L’étude ECSA estime ensuite combien chaque État membre reçoit
comme montant minimum de recettes annuelles attribuable à l’inclusion de la
transport maritime dans l’ETS de l’UE. L’Italie occupe la troisième place
dans le classement européen, avec un chiffre d’affaires estimé à 787 millions
dans le cas du prix de référence carbone de 100 €
par tonne de CO2 et équivalent à 669 millions d’euros dans le
prix réduits de 85 € par tonne de CO2. Seulement
Allemagne, avec des revenus de 1 667 millions et 1 417 millions respectivement
et la Pologne (972 millions / 827 millions) précèdent
L’Italie dans ce classement, suivie de près par l’Espagne
(712 millions / 605 millions).
L’étude souligne que ces chiffres ne constituent pas un
mesure directe des contributions ETS payées par le
administrée par chaque État membre, qui est souvent
significativement plus élevé, mais plutôt une estimation
Revenus supplémentaires issus des enchères nationales associées
l’inclusion du transport maritime dans le SEQT de l’UE.
L’étude met ensuite en lumière le point critique du système européen
ETS pour le transport maritime et les autres secteurs de l’économie, en particulier
combien, malgré l’article 10(3) de la directive européenne de la SEE
États membres allouent des recettes pour soutenir le
transition climatique et énergétique, incluant explicitement le
Décarbonation maritime, la directive n’impose aucun seuil
minimum sectoriel en pratique, laissant en pratique la liberté aux États membres de l’UE de
allouer les ressources selon les objectifs qu’ils jugent appropriés
listé.
Le document de la CESA rappelle à cet égard que, selon le
Rapport sur le marché du carbone 2025 de la Commission européenne, uniquement sur le
5 % des revenus historiques de l’ETS national étaient
a effectivement investi dans la décarbonation industrielle, et pour
le secteur maritime, bien qu’il soit explicitement mentionné dans le
Le soutien directif et dédié est quasiment inexistant :
L’étude souligne que seules la France et l’Estonie ont jusqu’à présent
a lié une part spécifique de ses revenus ETS au secteur
Maritime. L’Italie, malgré la troisième plus haute somme du chiffre
de l’Europe, n’apparaît pas parmi ces pays.

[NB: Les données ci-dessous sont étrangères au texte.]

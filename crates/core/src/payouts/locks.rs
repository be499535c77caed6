//! Per-job lock registry
//!
//! Two payout runs for the same job inside one process are serialized: the
//! second waits for the first and then sees its `completed` rows. Locks for
//! different jobs never contend.

use std::sync::Arc;

use dashmap::DashMap;
use tokio::sync::{Mutex, OwnedMutexGuard};

/// Registry of async mutexes keyed by job id.
#[derive(Debug, Default, Clone)]
pub struct JobLocks {
    locks: Arc<DashMap<String, Arc<Mutex<()>>>>,
}

impl JobLocks {
    pub fn new() -> Self {
        Self::default()
    }

    /// Wait for exclusive access to `job_id`.
    pub async fn acquire(&self, job_id: &str) -> JobLockGuard {
        let lock = self
            .locks
            .entry(job_id.to_string())
            .or_insert_with(|| Arc::new(Mutex::new(())))
            .clone();
        let guard = lock.clone().lock_owned().await;
        JobLockGuard { job_id: job_id.to_string(), lock, guard: Some(guard), locks: self.clone() }
    }

    /// Number of jobs with a live lock entry.
    pub fn active(&self) -> usize {
        self.locks.len()
    }
}

/// Held for the duration of a payout run.
///
/// Dropping the last guard for a job removes its registry entry.
#[derive(Debug)]
pub struct JobLockGuard {
    job_id: String,
    lock: Arc<Mutex<()>>,
    guard: Option<OwnedMutexGuard<()>>,
    locks: JobLocks,
}

impl Drop for JobLockGuard {
    fn drop(&mut self) {
        // release before checking for waiters
        self.guard.take();
        // registry entry + this guard's handle
        self.locks.locks.remove_if(&self.job_id, |_, lock| {
            Arc::ptr_eq(lock, &self.lock) && Arc::strong_count(lock) == 2
        });
    }
}
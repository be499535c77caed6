//! Commands - entry points for the job-completion workflow and operators

mod fees;
mod payouts;
mod tiers;

pub use fees::*;
pub use payouts::*;
pub use tiers::*;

L’étude note que la révision de la directive ETS, que le
La Commission européenne est actuellement en train de réaliser, représente
l’opportunité de combler l’écart entre les ressources collectées et les ressources
réinvesti dans le secteur, introduisant une obligation légale pour
Les États membres allouent au moins une partie de leurs recettes ETS
La disponibilité de carburants et technologies durables
Propre pour l’expédition. Les enjeux, selon les auteurs de la
l’étude n’est pas seulement climatique : c’est aussi une question de
Sécurité énergétique européenne et compétitivité industrielle.
Les carburants marins durables coûtent désormais en moyenne quatre fois plus cher
plus que les conventionnels, et sans soutien public
L’écart de prix risque de ralentir la transition
secteur de l’énergie du secteur maritime tout comme le second
continue de le financer, milliards après milliards, à travers le
Marché du carbone.
L’Autorité du canal de Suez a annoncé qu’elle introduirait des surtaxes sur les tarifs de transit à travers le canal égyptien pour la plupart des grands navires de charge, à compter du 15 juillet.